What does a million-dollar home look like?
For most of the housing market, homes are selling in Pierce County faster than owners can put new ones up for sale, drawing down an already dwindling supply of houses just as the market heats up for the spring and summer.
Typically, Tacoma-area homes in the million-dollar range are immune to broader market trends or even what’s happening in King County. Until now.
Think of it as our new trending market, without the bidding wars (yet).
In recent months, dozens of million-dollar abodes have sold or are in the process of closing. If the pace keeps up, sales of homes worth a million dollars or more could eclipse the record of 86 sales set in 2007.
“This is crazy talk,” said Kevin Mullin, owner-partner and designated broker of Windermere Professional Partners in Tacoma. “If all (homes) currently under contract sell, that would mean 42 sales, which is already more than half of last year. And we are not even halfway through the year.”
To date, 16 such homes have sold in Pierce County, with another 26 million-dollar homes pending sale. Among those pending is the $5.5 million Weyerhaeuser mansion, also known as Haddaway Hall.
Compare that with just a few years ago, when 23 residences worth $1 million or more sold in each of 2011 and 2012, according to data from Northwest Multiple Listing Service.
Thurston County also has seen growth in these properties. Just one sold for $1 million or more in 2012, the data show. Last year, nine such homes sold in that county.
Where are these buyers coming from? Many fly in from other parts of the country, said Jeff Williams, a real estate broker for South Sound Property Group, part of Windemere Professional Partners. He works with fellow broker Mark Pinto.
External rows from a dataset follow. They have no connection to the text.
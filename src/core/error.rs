use axum::{
    http::StatusCode,
    response::{IntoResponse, Response},
    Json,
};
use thiserror::Error;

use crate::shared::types::ErrorResponse;

#[derive(Debug, Error)]
pub enum AppError {
    #[error("{0}")]
    Database(#[from] sqlx::Error),

    #[error("{0}")]
    BadRequest(String),
}

impl AppError {
    pub fn status(&self) -> StatusCode {
        match self {
            AppError::BadRequest(_) => StatusCode::BAD_REQUEST,
            AppError::Database(_) => StatusCode::INTERNAL_SERVER_ERROR,
        }
    }
}

impl IntoResponse for AppError {
    fn into_response(self) -> Response {
        match self {
            AppError::Database(ref e) => tracing::error!("Database error: {:?}", e),
            AppError::BadRequest(ref msg) => tracing::debug!("Bad request: {}", msg),
        }

        // Storage failures surface the driver's own message to the client
        let status = self.status();
        let body = Json(ErrorResponse::new(self.to_string()));

        (status, body).into_response()
    }
}

pub type Result<T> = std::result::Result<T, AppError>;

#[cfg(test)]
mod tests {
    use super::*;

    #[test]
    fn test_status_mapping() {
        assert_eq!(
            AppError::BadRequest("nope".to_string()).status(),
            StatusCode::BAD_REQUEST
        );
        assert_eq!(
            AppError::Database(sqlx::Error::RowNotFound).status(),
            StatusCode::INTERNAL_SERVER_ERROR
        );
    }

    #[test]
    fn test_database_message_is_passed_through() {
        let err = AppError::from(sqlx::Error::RowNotFound);
        assert_eq!(err.to_string(), sqlx::Error::RowNotFound.to_string());
    }
}
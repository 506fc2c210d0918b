//! Indonesian postal location store.
//!
//! Keeps postal codes together with their administrative hierarchy
//! (kelurahan, kecamatan, dati2/city, province) in one flat `locations`
//! table. Records have no identity beyond their field tuple and duplicates
//! are allowed.
//!
//! ## Endpoints
//!
//! | Method | Endpoint | Description |
//! |--------|----------|-------------|
//! | POST | `/insert` | Insert a batch of location rows |
//! | GET | `/data` | List every stored row |
//! | POST | `/data/by-dati2code` | List rows with an exact Dati2Code |

pub mod dtos;
pub mod handlers;
pub mod models;
pub mod routes;
pub mod services;

pub use services::LocationService;
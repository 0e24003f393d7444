//! Monte Carlo simulation engine
//!
//! Runs many independent games of fixed length. Each trade samples a market
//! regime, resolves win/loss against the regime-adjusted win chance, moves
//! the balance by a fixed win or loss amount and records the new balance.
//! Per-regime counters are accumulated across all games of the run.

use indicatif::ProgressBar;
use serde::{Deserialize, Serialize};
use std::ops::ControlFlow;
use std::sync::atomic::{AtomicBool, Ordering};

use crate::config::{SimulationConfig, WinChancePolicy};
use crate::error::SimulationError;
use crate::random::RandomSource;
use crate::regime::RegimeSet;
use crate::{Money, Regime};

/// Counters for one regime, accumulated across every game of a run
#[derive(Debug, Clone, PartialEq, Serialize, Deserialize)]
pub struct RegimeStats {
    pub regime: Regime,
    pub trades: u64,
    pub wins: u64,
    pub losses: u64,
    pub net_pnl: Money,
}

impl RegimeStats {
    pub fn new(regime: Regime) -> Self {
        RegimeStats {
            regime,
            trades: 0,
            wins: 0,
            losses: 0,
            net_pnl: Money::ZERO,
        }
    }

    fn record_win(&mut self, profit: Money) {
        self.trades += 1;
        self.wins += 1;
        self.net_pnl += profit;
    }

    fn record_loss(&mut self, loss: Money) {
        self.trades += 1;
        self.losses += 1;
        self.net_pnl -= loss;
    }
}

/// Per-regime counters in regime declaration order
#[derive(Debug, Clone, PartialEq, Serialize, Deserialize)]
pub struct RegimeAggregate {
    stats: Vec<RegimeStats>,
}

impl RegimeAggregate {
    /// Zeroed counters for every regime in the set
    pub fn new(regimes: &RegimeSet) -> Self {
        RegimeAggregate {
            stats: regimes.regimes().iter().cloned().map(RegimeStats::new).collect(),
        }
    }

    pub fn get(&self, regime: &str) -> Option<&RegimeStats> {
        self.stats.iter().find(|s| s.regime.as_str() == regime)
    }

    pub fn iter(&self) -> impl Iterator<Item = &RegimeStats> {
        self.stats.iter()
    }

    pub fn len(&self) -> usize {
        self.stats.len()
    }

    pub fn is_empty(&self) -> bool {
        self.stats.is_empty()
    }

    pub fn total_trades(&self) -> u64 {
        self.stats.iter().map(|s| s.trades).sum()
    }

    pub fn total_wins(&self) -> u64 {
        self.stats.iter().map(|s| s.wins).sum()
    }

    pub fn total_net_pnl(&self) -> Money {
        self.stats.iter().map(|s| s.net_pnl).sum()
    }
}

impl<'a> IntoIterator for &'a RegimeAggregate {
    type Item = &'a RegimeStats;
    type IntoIter = std::slice::Iter<'a, RegimeStats>;

    fn into_iter(self) -> Self::IntoIter {
        self.stats.iter()
    }
}

/// Output of one run: every equity curve plus the regime counters
#[derive(Debug, Clone, PartialEq, Serialize, Deserialize)]
pub struct SimulationResult {
    /// One curve per game, each `trades_per_game + 1` balances long
    pub equity_curves: Vec<Vec<Money>>,
    pub regime_stats: RegimeAggregate,
}

impl SimulationResult {
    pub fn game_count(&self) -> usize {
        self.equity_curves.len()
    }

    /// Last balance of every game
    pub fn final_balances(&self) -> Vec<Money> {
        self.equity_curves
            .iter()
            .filter_map(|curve| curve.last().copied())
            .collect()
    }

    /// Element-wise mean of all equity curves
    pub fn average_curve(&self) -> Vec<f64> {
        let games = self.equity_curves.len();
        if games == 0 {
            return Vec::new();
        }
        let steps = self.equity_curves[0].len();
        (0..steps)
            .map(|step| {
                let total: f64 = self
                    .equity_curves
                    .iter()
                    .map(|curve| curve[step].to_f64())
                    .sum();
                total / games as f64
            })
            .collect()
    }
}

/// Simulation engine for one validated configuration
///
/// Holds no state between runs; calling [`Simulator::run`] twice with
/// identically seeded sources gives identical results.
#[derive(Debug, Clone)]
pub struct Simulator {
    regimes: RegimeSet,
    policy: WinChancePolicy,
    base_win_rate: f64,
    starting_balance: Money,
    win_amount: Money,
    loss_amount: Money,
    trades_per_game: usize,
    game_count: usize,
}

impl Simulator {
    /// Validate `config` and prepare the engine
    pub fn new(config: &SimulationConfig) -> Result<Self, SimulationError> {
        let regimes = RegimeSet::from_config(config)?;
        let amounts = config.trade_amounts()?;

        Ok(Simulator {
            regimes,
            policy: config.win_chance_policy,
            base_win_rate: config.base_win_rate,
            starting_balance: amounts.starting_balance,
            win_amount: amounts.win_amount,
            loss_amount: amounts.loss_amount,
            trades_per_game: config.trades_per_game,
            game_count: config.game_count,
        })
    }

    pub fn regimes(&self) -> &RegimeSet {
        &self.regimes
    }

    /// Balance change on a winning trade
    pub fn win_amount(&self) -> Money {
        self.win_amount
    }

    /// Balance change (as a positive amount) on a losing trade
    pub fn loss_amount(&self) -> Money {
        self.loss_amount
    }

    /// Run every game to completion
    pub fn run<S>(&self, rng: &mut S) -> Result<SimulationResult, SimulationError>
    where
        S: RandomSource + ?Sized,
    {
        self.run_observed(rng, |_| ControlFlow::Continue(()))
    }

    /// Run every game, ticking `progress` once per finished game
    pub fn run_with_progress<S>(
        &self,
        rng: &mut S,
        progress: &ProgressBar,
    ) -> Result<SimulationResult, SimulationError>
    where
        S: RandomSource + ?Sized,
    {
        let result = self.run_observed(rng, |_| {
            progress.inc(1);
            ControlFlow::Continue(())
        });
        progress.finish_and_clear();
        result
    }

    /// Run until finished or until `cancel` is set; checked between games
    pub fn run_until_cancelled<S>(
        &self,
        rng: &mut S,
        cancel: &AtomicBool,
    ) -> Result<SimulationResult, SimulationError>
    where
        S: RandomSource + ?Sized,
    {
        if cancel.load(Ordering::Relaxed) {
            return Err(SimulationError::Cancelled {
                completed_games: 0,
                game_count: self.game_count,
            });
        }
        self.run_observed(rng, |_| {
            if cancel.load(Ordering::Relaxed) {
                ControlFlow::Break(())
            } else {
                ControlFlow::Continue(())
            }
        })
    }

    /// Core loop. `after_game` sees the number of completed games and may stop the run.
    fn run_observed<S, F>(
        &self,
        rng: &mut S,
        mut after_game: F,
    ) -> Result<SimulationResult, SimulationError>
    where
        S: RandomSource + ?Sized,
        F: FnMut(usize) -> ControlFlow<()>,
    {
        tracing::debug!(
            games = self.game_count,
            trades_per_game = self.trades_per_game,
            regimes = self.regimes.len(),
            "Starting simulation"
        );

        let sampler = self.regimes.sampler();
        let win_chances: Vec<f64> = self
            .regimes
            .adjustments()
            .iter()
            .map(|adjustment| self.policy.win_chance(self.base_win_rate, *adjustment))
            .collect();

        let mut regime_stats = RegimeAggregate::new(&self.regimes);
        let mut equity_curves = Vec::with_capacity(self.game_count);

        for game in 0..self.game_count {
            let mut balance = self.starting_balance;
            let mut curve = Vec::with_capacity(self.trades_per_game + 1);
            curve.push(balance);

            for _ in 0..self.trades_per_game {
                let regime = sampler.sample_index(rng)?;
                let stats = &mut regime_stats.stats[regime];

                let next = if rng.next_unit()? < win_chances[regime] {
                    stats.record_win(self.win_amount);
                    balance.checked_add(self.win_amount)
                } else {
                    stats.record_loss(self.loss_amount);
                    balance.checked_sub(self.loss_amount)
                };
                // Unreachable for validated amounts
                balance = next.ok_or(SimulationError::BalanceOverflow { game })?;

                curve.push(balance);
            }

            equity_curves.push(curve);

            let completed_games = game + 1;
            if after_game(completed_games).is_break() && completed_games < self.game_count {
                tracing::warn!(completed_games, "Simulation cancelled");
                return Err(SimulationError::Cancelled {
                    completed_games,
                    game_count: self.game_count,
                });
            }
        }

        tracing::debug!(
            total_trades = regime_stats.total_trades(),
            "Simulation finished"
        );

        Ok(SimulationResult {
            equity_curves,
            regime_stats,
        })
    }
}

/// Validate `config` and run it once against `rng`
pub fn run_simulation<S>(
    config: &SimulationConfig,
    rng: &mut S,
) -> Result<SimulationResult, SimulationError>
where
    S: RandomSource + ?Sized,
{
    Simulator::new(config)?.run(rng)
}
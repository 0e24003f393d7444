//! Result summaries
//!
//! Projects a finished run into report rows: the per-regime table and the
//! distribution of final balances across games.

use rust_decimal::prelude::ToPrimitive;
use rust_decimal::Decimal;
use rust_decimal_macros::dec;
use serde::{Deserialize, Serialize};
use statrs::statistics::{Data, Distribution, Max, Median, Min, OrderStatistics};

use crate::simulation::{RegimeAggregate, RegimeStats, SimulationResult};
use crate::Money;

/// Decimal places used for every summarized figure
pub const SUMMARY_DP: u32 = 2;

/// One row of the per-regime table
#[derive(Debug, Clone, PartialEq, Serialize, Deserialize)]
pub struct RegimeSummary {
    pub regime: String,
    pub total_trades: u64,
    pub wins: u64,
    pub losses: u64,
    /// `wins / trades * 100`, 0 for a regime that saw no trades
    pub win_rate_pct: f64,
    pub net_pnl: Money,
}

impl RegimeSummary {
    pub fn from_stats(stats: &RegimeStats) -> Self {
        RegimeSummary {
            regime: stats.regime.to_string(),
            total_trades: stats.trades,
            wins: stats.wins,
            losses: stats.losses,
            win_rate_pct: win_rate_pct(stats.wins, stats.trades),
            net_pnl: stats.net_pnl.round_dp(SUMMARY_DP),
        }
    }
}

/// Win rate in percent rounded half-to-even to two places
pub fn win_rate_pct(wins: u64, trades: u64) -> f64 {
    if trades == 0 {
        return 0.0;
    }
    let pct = Decimal::from(wins) * dec!(100) / Decimal::from(trades);
    pct.round_dp(SUMMARY_DP).to_f64().unwrap_or(0.0)
}

/// Table rows in regime declaration order
pub fn summarize(aggregate: &RegimeAggregate) -> Vec<RegimeSummary> {
    aggregate.iter().map(RegimeSummary::from_stats).collect()
}

/// Distribution of final balances across all games of a run
#[derive(Debug, Clone, Default, PartialEq, Serialize, Deserialize)]
pub struct FinalBalanceStats {
    pub games: usize,
    pub mean: f64,
    pub std_dev: f64,
    pub median: f64,
    pub percentile_5: f64,
    pub percentile_95: f64,
    pub min: f64,
    pub max: f64,
    /// Share of games that finished above the starting balance, in percent
    pub pct_profitable: f64,
    /// Share of games that finished below the starting balance, in percent
    pub pct_losing: f64,
}

impl FinalBalanceStats {
    pub fn from_result(result: &SimulationResult, starting_balance: Money) -> Self {
        let finals = result.final_balances();
        if finals.is_empty() {
            return FinalBalanceStats::default();
        }

        let games = finals.len();
        let profitable = finals.iter().filter(|b| **b > starting_balance).count();
        let losing = finals.iter().filter(|b| **b < starting_balance).count();

        let mut data = Data::new(finals.iter().map(|b| b.to_f64()).collect::<Vec<f64>>());

        FinalBalanceStats {
            games,
            mean: data.mean().unwrap_or(0.0),
            // Sample standard deviation is undefined for a single game
            std_dev: data.std_dev().filter(|s| s.is_finite()).unwrap_or(0.0),
            median: data.median(),
            percentile_5: data.percentile(5),
            percentile_95: data.percentile(95),
            min: data.min(),
            max: data.max(),
            pct_profitable: profitable as f64 / games as f64 * 100.0,
            pct_losing: losing as f64 / games as f64 * 100.0,
        }
    }
}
“They could be coming for a job or lifestyle change,” Williams said. “It could be a second home for people who live in California.”
One historic home in Tacoma’s North End listed at nearly $1.3 million. Its sweeping views of Commencement Bay and the Olympic and Cascade mountains drew 25 showings in three weeks — a pace unheard of just a few years ago, Williams said. The final sale price was not available.
Williams and Pinto work together to sell luxury and historic properties in Tacoma, Lakewood and Gig Harbor. They said the luxury or “trophy home” market has heated up in the county in the past six months to a year.
“I think it speaks to the confidence that people have in the market and the broader economy,” Pinto said. “They probably have been sitting on the sidelines in a house that they like, but they want to buy up to that aspirational house.”
Unlike homes at lower price points, high-end buyers won’t get into a bidding war just yet, Williams said.
That’s because it’s a buyer’s market above $1 million. Unlike the rest of Pierce County’s housing market, which has less than one month’s supply in some areas of the county, million-plus homes have a whopping 19.6 months of supply, Williams said. Most of those homes have been on the market for more than 100 days — a dream for a buyer in the lower-end markets.
But not all homes at that price point are priced realistically, Pinto said.
“If it’s completely unrealistic, the phone doesn’t ring,” Pinto said. “Well-priced homes over $1 million are selling and much more so than we’ve seen in years.”
In 1999, just 34 homes in Pierce County were valued at more than $1 million, according to News Tribune archives. Last year, the county valued 715 residences at $1 million or more, according to Pierce County Assessor records.